EXsum: an XML summarization framework

  • Authors:
  • José de Aguiar Moraes Filho;Theo Härder

  • Affiliations:
  • University of Kaiserslautern, Kaiserslautern, Germany;University of Kaiserslautern, Kaiserslautern, Germany

  • Venue:
  • IDEAS '08 Proceedings of the 2008 international symposium on Database engineering & applications
  • Year:
  • 2008

Quantified Score

Hi-index 0.00

Visualization

Abstract

We propose a new framework for the summarization of XML document properties called EXsum (Element-wise XML summarization), which can capture statistical information of all important XPath axes related to (the nodes having) the same element name in a document. Compared to conventional summaries, cardinality estimates for a richer spectrum of XPath/XQuery expressions can be provided for query optimization.

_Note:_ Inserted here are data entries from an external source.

use axum::extract::{Json, Path, State};
use serde::Deserialize;
use uuid::Uuid;

use crate::database::models::{NewTeam, Permission, SupervisorLink, Team};
use crate::database::transaction::with_deadline;
use crate::error::ApiError;
use crate::handlers::AppState;
use crate::middleware::{ApiResponse, ApiResult, AuthUser};
use crate::services::{SupervisorScopeService, TeamService};

#[derive(Debug, Deserialize)]
pub struct LeadRequest {
    pub team_lead_id: Option<Uuid>,
}

fn teams(state: &AppState) -> TeamService {
    TeamService::new(state.pool.clone(), state.tx_settings())
}

fn scope(state: &AppState) -> SupervisorScopeService {
    SupervisorScopeService::new(state.pool.clone(), state.tx_settings())
}

/// POST /api/teams - Create a team and derive its supervisor chain
pub async fn create(
    State(state): State<AppState>,
    auth: AuthUser,
    Json(payload): Json<NewTeam>,
) -> ApiResult<Team> {
    if payload.name.trim().is_empty() {
        return Err(ApiError::validation_error(
            "Invalid team",
            Some([("name".to_string(), "team name is required".to_string())].into()),
        ));
    }
    state.require(&auth, &[Permission::EditTeams]).await?;

    let team = with_deadline(state.deadline(), teams(&state).create(payload)).await?;
    Ok(ApiResponse::created(team))
}

/// GET /api/teams/:id - Team with members and supervisor chain
pub async fn get(State(state): State<AppState>, _auth: AuthUser, Path(id): Path<Uuid>) -> ApiResult<Team> {
    let team = with_deadline(state.deadline(), teams(&state).get(id)).await?;
    Ok(ApiResponse::success(team))
}

/// PUT /api/teams/:id/lead - Change the lead; the chain follows the new lead
pub async fn set_lead(
    State(state): State<AppState>,
    auth: AuthUser,
    Path(id): Path<Uuid>,
    Json(payload): Json<LeadRequest>,
) -> ApiResult<Team> {
    state.require(&auth, &[Permission::EditTeams]).await?;

    let teams = teams(&state);
    let team = with_deadline(state.deadline(), async {
        teams.set_lead(id, payload.team_lead_id).await?;
        teams.get(id).await
    })
    .await?;
    Ok(ApiResponse::success(team))
}

/// GET /api/teams/:id/supervisors - Stored chain, nearest supervisor first
pub async fn chain(
    State(state): State<AppState>,
    _auth: AuthUser,
    Path(id): Path<Uuid>,
) -> ApiResult<Vec<SupervisorLink>> {
    let chain = with_deadline(state.deadline(), scope(&state).chain(id)).await?;
    Ok(ApiResponse::success(chain))
}

/// POST /api/teams/:id/supervisors - Re-derive the chain from the team lead
pub async fn refresh_chain(
    State(state): State<AppState>,
    auth: AuthUser,
    Path(id): Path<Uuid>,
) -> ApiResult<Vec<SupervisorLink>> {
    state.require(&auth, &[Permission::EditTeams]).await?;

    let chain = with_deadline(state.deadline(), scope(&state).refresh_chain(id)).await?;
    Ok(ApiResponse::success(chain))
}

/// PUT /api/teams/:id/supervisors - Replace the chain with an explicit ordering
pub async fn replace_chain(
    State(state): State<AppState>,
    auth: AuthUser,
    Path(id): Path<Uuid>,
    Json(ordered): Json<Vec<SupervisorLink>>,
) -> ApiResult<Vec<SupervisorLink>> {
    state.require(&auth, &[Permission::EditTeams]).await?;

    let scope = scope(&state);
    let chain = with_deadline(state.deadline(), async {
        scope.rebuild_chain(id, &ordered).await?;
        scope.chain(id).await
    })
    .await?;
    Ok(ApiResponse::success(chain))
}
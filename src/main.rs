use anyhow::Context;
use tracing_subscriber::EnvFilter;

use teamhealth_api::config::AppConfig;
use teamhealth_api::database::DatabaseManager;
use teamhealth_api::handlers::{router, AppState};

#[tokio::main]
async fn main() -> anyhow::Result<()> {
    // Load .env if present so cargo run picks up DATABASE_URL, TEAMHEALTH_API_PORT, etc.
    let _ = dotenvy::dotenv();

    tracing_subscriber::fmt()
        .with_env_filter(EnvFilter::try_from_default_env().unwrap_or_else(|_| EnvFilter::new("info")))
        .init();

    let config = AppConfig::from_env();
    tracing::info!("Starting Team Health API in {:?} mode", config.environment);

    let pool = DatabaseManager::connect(&config.database)
        .await
        .context("failed to connect to database")?;

    let bind_addr = format!("0.0.0.0:{}", config.api.port);
    let app = router(AppState::new(pool, config));

    let listener = tokio::net::TcpListener::bind(&bind_addr)
        .await
        .with_context(|| format!("failed to bind {}", bind_addr))?;

    tracing::info!("Team Health API listening on http://{}", bind_addr);

    axum::serve(listener, app).await.context("server error")?;
    Ok(())
}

For the important class of queries consisting of one or two location steps only, even accurate cardinalities are computed. Besides adequate storage consumption, it provides fast access times which helps to keep the query optimization overhead low. Using a collection of XML documents embodying considerable structural variations, we have empirically analyzed the EXsum framework by running a large number of experiments in our XML native database management system called XTC. These evaluations clearly show the predominance of EXsum as to important aspects when compared to competitor approaches.